- Exercise input:
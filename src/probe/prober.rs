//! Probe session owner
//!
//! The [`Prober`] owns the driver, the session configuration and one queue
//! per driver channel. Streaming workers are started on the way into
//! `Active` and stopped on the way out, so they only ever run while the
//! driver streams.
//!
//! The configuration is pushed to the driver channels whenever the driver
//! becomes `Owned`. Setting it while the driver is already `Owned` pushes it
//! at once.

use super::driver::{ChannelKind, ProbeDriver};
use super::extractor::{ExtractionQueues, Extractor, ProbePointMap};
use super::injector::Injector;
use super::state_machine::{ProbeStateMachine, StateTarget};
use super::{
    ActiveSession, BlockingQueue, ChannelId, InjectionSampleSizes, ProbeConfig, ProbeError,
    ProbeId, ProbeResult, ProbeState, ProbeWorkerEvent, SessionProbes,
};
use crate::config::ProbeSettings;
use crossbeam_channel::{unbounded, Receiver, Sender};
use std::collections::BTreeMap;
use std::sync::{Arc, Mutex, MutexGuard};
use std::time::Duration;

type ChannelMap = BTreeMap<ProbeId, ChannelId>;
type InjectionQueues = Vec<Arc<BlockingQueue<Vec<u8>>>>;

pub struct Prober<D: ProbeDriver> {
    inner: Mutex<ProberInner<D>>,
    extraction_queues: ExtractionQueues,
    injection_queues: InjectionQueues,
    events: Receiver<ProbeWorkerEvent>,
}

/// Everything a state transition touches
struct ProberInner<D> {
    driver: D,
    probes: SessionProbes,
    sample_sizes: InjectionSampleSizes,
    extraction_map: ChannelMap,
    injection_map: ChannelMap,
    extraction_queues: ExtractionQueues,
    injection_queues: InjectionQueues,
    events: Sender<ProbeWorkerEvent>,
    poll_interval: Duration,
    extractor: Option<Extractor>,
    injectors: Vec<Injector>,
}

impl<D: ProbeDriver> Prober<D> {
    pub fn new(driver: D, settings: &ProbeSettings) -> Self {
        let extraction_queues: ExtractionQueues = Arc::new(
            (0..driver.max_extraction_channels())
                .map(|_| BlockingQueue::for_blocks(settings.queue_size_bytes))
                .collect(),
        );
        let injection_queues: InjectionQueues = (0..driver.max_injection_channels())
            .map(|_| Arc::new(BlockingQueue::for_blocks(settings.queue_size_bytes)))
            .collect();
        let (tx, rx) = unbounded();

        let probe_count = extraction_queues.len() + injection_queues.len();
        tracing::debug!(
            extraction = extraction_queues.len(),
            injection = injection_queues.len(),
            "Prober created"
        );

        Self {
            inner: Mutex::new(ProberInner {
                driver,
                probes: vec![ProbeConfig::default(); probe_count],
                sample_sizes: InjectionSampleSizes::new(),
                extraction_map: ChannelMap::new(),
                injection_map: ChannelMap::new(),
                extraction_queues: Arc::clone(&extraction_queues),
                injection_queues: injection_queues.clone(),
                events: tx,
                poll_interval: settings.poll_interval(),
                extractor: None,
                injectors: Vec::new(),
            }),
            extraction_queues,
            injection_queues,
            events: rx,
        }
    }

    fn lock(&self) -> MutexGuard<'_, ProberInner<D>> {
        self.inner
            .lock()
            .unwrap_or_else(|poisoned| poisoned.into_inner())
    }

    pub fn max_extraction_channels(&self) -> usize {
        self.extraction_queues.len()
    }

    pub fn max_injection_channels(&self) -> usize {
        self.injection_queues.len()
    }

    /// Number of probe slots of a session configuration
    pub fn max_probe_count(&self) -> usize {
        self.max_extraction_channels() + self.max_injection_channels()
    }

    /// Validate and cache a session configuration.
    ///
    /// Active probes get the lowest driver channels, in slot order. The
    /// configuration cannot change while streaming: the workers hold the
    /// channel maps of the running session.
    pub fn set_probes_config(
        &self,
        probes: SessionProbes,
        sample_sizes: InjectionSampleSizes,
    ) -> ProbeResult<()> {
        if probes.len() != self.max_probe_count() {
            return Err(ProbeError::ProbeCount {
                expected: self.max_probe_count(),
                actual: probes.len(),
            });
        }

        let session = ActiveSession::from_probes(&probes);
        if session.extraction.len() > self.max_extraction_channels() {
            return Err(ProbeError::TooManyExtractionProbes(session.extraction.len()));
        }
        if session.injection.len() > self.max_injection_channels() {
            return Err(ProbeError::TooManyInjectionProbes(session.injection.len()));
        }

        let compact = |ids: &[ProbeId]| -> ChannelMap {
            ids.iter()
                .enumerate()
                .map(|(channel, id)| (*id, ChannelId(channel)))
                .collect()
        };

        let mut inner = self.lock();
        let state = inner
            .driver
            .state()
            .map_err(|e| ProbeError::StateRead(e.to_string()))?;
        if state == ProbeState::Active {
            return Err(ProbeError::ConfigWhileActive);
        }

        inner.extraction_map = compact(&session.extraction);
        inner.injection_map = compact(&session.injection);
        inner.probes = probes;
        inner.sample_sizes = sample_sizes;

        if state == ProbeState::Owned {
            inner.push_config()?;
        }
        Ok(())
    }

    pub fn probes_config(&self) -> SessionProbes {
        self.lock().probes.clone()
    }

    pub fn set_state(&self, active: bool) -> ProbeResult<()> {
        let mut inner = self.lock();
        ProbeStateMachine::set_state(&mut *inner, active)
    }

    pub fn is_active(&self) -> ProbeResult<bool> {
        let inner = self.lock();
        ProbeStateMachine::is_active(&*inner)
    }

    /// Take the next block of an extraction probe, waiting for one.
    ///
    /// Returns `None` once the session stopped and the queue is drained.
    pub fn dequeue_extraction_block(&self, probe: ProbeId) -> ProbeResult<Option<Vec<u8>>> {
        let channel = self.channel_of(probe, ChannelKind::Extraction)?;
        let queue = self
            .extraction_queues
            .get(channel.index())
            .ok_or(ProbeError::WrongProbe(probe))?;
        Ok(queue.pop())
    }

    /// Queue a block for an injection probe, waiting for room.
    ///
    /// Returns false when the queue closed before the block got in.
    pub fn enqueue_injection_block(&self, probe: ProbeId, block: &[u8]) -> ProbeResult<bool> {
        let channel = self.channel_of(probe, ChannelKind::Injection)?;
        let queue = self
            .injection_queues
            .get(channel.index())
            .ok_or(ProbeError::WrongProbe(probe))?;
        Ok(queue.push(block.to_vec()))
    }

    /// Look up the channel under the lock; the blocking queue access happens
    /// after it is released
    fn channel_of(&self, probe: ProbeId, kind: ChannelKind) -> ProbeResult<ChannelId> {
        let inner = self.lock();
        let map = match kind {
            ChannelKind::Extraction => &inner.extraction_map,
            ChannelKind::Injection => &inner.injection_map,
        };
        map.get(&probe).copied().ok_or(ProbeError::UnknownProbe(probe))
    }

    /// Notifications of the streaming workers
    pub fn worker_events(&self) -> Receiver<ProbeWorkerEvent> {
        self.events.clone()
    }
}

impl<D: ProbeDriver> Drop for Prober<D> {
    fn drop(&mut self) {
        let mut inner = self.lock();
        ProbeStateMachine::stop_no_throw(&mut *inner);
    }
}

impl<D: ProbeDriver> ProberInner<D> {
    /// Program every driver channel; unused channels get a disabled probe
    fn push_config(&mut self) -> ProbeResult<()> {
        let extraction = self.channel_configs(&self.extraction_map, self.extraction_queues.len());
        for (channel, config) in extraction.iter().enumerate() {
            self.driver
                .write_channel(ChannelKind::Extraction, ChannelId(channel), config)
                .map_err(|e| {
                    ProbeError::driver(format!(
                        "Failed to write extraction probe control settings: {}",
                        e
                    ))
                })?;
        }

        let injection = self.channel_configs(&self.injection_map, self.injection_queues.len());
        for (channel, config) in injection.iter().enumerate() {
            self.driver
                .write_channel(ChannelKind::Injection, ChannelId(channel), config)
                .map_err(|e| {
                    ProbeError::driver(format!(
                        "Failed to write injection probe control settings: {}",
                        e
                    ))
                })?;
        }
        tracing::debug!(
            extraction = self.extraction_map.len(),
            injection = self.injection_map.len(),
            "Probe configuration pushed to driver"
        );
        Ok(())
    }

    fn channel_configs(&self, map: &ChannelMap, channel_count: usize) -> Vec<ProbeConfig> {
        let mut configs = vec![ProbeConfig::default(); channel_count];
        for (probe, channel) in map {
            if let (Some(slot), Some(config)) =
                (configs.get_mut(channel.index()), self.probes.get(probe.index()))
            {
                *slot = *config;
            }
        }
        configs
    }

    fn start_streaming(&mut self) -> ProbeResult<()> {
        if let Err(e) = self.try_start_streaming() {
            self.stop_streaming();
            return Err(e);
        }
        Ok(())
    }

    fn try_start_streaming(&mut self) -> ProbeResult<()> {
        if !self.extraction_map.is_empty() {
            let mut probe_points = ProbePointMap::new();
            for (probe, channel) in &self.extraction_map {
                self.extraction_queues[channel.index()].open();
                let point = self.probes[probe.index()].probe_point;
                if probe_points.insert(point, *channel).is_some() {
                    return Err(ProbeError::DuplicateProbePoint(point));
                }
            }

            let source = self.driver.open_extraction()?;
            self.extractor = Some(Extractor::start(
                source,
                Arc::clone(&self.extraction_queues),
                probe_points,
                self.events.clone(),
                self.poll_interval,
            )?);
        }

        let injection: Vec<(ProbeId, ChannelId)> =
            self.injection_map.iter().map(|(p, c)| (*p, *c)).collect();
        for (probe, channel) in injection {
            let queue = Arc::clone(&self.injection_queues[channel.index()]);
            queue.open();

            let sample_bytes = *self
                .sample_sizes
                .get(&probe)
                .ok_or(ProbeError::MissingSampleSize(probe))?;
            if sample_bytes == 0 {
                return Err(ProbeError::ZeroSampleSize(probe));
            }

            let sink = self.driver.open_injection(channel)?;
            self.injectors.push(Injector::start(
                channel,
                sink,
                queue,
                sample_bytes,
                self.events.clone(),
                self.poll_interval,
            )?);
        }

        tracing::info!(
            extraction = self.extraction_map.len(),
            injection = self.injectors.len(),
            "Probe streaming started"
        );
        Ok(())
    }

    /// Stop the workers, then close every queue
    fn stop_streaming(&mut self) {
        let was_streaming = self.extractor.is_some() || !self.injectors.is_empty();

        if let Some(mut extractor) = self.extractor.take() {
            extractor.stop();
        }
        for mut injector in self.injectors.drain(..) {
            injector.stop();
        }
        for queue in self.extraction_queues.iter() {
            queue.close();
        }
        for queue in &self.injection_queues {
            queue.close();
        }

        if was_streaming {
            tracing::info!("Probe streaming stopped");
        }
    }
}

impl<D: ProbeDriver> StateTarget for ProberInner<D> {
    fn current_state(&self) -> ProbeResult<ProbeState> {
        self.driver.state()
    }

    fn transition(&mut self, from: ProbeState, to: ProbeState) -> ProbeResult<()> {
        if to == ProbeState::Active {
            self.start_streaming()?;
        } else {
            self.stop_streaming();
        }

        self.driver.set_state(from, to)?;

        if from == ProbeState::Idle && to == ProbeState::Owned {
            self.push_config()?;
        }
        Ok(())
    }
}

- Task to complete: Retype the entries above exactly, but only from the line containing "ProbeId, block: &[u8])" through the line containing "let map = match", both included.

- The answer:
    pub fn enqueue_injection_block(&self, probe: ProbeId, block: &[u8]) -> ProbeResult<bool> {
        let channel = self.channel_of(probe, ChannelKind::Injection)?;
        let queue = self
            .injection_queues
            .get(channel.index())
            .ok_or(ProbeError::WrongProbe(probe))?;
        Ok(queue.push(block.to_vec()))
    }

    /// Look up the channel under the lock; the blocking queue access happens
    /// after it is released
    fn channel_of(&self, probe: ProbeId, kind: ChannelKind) -> ProbeResult<ChannelId> {
        let inner = self.lock();
        let map = match kind {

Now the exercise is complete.